Exercise goal »
Emit an exact copy of the lines running from the start of the records to the line containing "a pan/zoom surface", both included.

Dataset items:

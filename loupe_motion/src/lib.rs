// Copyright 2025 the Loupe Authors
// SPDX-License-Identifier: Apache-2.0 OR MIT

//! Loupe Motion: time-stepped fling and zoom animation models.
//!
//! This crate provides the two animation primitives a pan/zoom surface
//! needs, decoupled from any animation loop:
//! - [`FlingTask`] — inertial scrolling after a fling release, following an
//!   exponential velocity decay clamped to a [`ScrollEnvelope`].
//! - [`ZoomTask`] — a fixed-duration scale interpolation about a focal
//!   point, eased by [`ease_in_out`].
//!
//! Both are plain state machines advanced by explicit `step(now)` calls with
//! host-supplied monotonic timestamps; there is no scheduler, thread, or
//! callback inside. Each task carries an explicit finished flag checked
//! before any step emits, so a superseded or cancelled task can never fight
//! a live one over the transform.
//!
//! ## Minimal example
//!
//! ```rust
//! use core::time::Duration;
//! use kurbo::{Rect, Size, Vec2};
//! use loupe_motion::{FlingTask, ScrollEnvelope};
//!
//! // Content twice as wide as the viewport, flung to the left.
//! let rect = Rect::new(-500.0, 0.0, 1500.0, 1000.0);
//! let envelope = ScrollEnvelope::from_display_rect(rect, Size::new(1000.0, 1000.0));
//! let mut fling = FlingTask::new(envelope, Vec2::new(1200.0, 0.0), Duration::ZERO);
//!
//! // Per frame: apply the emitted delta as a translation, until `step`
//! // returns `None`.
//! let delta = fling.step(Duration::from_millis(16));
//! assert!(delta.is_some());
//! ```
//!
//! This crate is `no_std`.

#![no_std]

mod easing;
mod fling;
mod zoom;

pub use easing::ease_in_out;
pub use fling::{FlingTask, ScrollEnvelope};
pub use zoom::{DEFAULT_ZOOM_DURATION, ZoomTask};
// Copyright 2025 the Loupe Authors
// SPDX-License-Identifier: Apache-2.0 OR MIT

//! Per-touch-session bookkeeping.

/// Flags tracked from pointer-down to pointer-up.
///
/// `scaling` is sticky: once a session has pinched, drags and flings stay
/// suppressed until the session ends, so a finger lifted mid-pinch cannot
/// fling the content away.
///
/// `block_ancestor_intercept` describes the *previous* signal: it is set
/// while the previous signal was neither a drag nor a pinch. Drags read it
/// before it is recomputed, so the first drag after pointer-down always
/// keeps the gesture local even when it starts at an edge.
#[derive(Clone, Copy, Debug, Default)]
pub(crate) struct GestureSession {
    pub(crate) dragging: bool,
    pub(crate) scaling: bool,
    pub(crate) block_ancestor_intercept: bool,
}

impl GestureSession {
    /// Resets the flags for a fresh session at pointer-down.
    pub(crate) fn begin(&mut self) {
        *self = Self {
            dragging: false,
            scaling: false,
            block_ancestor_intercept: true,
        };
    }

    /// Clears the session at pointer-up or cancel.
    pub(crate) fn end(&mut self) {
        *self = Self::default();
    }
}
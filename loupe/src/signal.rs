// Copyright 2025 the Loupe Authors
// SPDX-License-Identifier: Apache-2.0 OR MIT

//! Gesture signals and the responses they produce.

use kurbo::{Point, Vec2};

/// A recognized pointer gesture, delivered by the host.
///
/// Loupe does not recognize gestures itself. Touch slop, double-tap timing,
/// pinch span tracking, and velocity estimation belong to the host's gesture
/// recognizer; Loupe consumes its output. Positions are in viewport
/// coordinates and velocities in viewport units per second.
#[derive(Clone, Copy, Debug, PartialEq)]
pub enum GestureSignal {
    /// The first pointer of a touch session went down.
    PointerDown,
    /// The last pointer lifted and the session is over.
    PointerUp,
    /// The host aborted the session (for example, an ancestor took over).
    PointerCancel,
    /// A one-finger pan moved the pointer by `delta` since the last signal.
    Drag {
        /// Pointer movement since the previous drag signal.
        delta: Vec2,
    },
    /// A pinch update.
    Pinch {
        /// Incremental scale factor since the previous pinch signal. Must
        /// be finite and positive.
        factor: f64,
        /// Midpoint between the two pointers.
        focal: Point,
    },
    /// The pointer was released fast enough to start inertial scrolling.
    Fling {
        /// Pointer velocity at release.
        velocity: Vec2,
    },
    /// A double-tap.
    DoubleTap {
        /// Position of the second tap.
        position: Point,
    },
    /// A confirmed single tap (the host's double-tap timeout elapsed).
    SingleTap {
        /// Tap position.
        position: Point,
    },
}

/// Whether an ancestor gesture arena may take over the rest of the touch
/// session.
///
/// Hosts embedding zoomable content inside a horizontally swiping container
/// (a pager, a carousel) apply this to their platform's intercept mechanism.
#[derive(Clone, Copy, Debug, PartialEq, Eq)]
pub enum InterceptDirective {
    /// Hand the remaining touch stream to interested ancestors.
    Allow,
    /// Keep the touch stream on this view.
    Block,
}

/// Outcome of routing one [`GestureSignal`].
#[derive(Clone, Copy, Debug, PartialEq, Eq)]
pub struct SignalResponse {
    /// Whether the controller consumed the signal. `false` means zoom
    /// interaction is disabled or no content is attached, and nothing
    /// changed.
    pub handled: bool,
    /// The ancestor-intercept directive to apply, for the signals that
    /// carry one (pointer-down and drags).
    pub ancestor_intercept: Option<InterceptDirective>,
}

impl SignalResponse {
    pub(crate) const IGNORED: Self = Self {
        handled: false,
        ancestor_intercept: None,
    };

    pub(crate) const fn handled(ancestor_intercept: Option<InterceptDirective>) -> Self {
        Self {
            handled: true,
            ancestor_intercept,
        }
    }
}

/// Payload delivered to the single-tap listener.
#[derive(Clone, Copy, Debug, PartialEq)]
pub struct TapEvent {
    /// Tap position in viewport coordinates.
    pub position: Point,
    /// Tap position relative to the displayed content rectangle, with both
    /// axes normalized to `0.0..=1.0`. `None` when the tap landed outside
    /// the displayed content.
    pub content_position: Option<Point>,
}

Output of the task »
filename loupe_motion/src/lib.rs
// Copyright 2025 the Loupe Authors
// SPDX-License-Identifier: Apache-2.0 OR MIT

//! Loupe Motion: time-stepped fling and zoom animation models.
//!
//! This crate provides the two animation primitives a pan/zoom surface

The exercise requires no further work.